Work out the number of lines in the listing that include the string "transformedText". Reply with that number alone.

◆ MATERIAL PROVIDED:
===

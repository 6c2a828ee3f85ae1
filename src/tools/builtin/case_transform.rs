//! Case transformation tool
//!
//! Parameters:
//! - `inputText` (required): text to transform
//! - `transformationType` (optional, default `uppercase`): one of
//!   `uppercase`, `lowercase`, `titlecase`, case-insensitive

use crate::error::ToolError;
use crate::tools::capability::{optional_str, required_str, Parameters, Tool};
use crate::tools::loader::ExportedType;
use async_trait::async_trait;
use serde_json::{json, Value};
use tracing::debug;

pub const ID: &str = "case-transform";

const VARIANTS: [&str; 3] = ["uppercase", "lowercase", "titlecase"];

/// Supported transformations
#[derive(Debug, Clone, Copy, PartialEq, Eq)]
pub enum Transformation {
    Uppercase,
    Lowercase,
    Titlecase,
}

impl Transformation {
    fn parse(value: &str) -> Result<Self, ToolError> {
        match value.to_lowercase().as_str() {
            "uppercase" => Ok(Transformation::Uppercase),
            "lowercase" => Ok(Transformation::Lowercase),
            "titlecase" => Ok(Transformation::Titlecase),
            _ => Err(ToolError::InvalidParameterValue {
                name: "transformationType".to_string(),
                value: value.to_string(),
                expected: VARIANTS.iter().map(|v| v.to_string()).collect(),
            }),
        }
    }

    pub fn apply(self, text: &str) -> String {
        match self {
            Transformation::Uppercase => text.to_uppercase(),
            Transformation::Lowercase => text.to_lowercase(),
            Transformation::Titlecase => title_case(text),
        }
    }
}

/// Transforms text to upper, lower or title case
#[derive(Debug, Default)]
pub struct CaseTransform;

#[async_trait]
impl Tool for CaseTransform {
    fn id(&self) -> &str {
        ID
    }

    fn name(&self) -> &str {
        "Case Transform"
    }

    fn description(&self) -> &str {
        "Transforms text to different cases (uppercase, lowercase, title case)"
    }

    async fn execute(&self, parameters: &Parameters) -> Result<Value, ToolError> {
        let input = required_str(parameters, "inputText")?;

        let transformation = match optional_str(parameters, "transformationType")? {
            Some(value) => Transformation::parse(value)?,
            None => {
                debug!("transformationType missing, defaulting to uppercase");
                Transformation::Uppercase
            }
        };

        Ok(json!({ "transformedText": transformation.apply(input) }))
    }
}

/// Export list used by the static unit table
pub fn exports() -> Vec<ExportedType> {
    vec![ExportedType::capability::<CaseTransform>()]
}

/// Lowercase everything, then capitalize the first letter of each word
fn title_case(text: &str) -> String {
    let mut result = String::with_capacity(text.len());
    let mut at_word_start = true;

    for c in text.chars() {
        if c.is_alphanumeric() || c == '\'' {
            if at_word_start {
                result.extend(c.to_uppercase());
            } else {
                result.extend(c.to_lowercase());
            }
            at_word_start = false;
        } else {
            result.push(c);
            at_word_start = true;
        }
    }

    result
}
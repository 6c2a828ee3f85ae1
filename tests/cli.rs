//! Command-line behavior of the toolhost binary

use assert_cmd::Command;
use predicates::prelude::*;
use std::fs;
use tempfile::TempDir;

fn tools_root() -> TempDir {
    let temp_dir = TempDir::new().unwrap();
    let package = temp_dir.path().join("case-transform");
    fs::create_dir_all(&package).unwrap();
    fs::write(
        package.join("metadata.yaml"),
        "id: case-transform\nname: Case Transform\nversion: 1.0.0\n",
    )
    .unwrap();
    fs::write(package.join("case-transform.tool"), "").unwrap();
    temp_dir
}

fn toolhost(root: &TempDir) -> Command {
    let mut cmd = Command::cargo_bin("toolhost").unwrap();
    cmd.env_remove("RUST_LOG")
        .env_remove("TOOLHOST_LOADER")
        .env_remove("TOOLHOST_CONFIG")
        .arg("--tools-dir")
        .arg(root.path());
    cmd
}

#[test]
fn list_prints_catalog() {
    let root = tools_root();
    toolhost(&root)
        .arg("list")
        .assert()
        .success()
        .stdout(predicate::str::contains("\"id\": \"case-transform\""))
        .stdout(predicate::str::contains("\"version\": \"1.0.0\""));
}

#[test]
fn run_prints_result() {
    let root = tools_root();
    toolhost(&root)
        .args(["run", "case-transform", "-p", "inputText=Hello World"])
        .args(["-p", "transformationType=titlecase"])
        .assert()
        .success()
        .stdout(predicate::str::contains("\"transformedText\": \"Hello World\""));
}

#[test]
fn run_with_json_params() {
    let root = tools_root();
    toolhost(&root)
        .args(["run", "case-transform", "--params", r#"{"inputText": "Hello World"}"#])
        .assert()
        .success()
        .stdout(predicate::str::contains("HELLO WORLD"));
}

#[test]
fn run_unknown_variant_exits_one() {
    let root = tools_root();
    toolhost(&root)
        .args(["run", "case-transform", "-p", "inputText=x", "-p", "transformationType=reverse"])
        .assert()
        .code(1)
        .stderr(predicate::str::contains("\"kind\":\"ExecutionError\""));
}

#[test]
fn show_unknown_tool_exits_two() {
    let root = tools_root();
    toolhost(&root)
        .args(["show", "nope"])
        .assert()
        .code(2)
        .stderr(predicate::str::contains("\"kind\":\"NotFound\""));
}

===

◆ TASK ANSWER: 2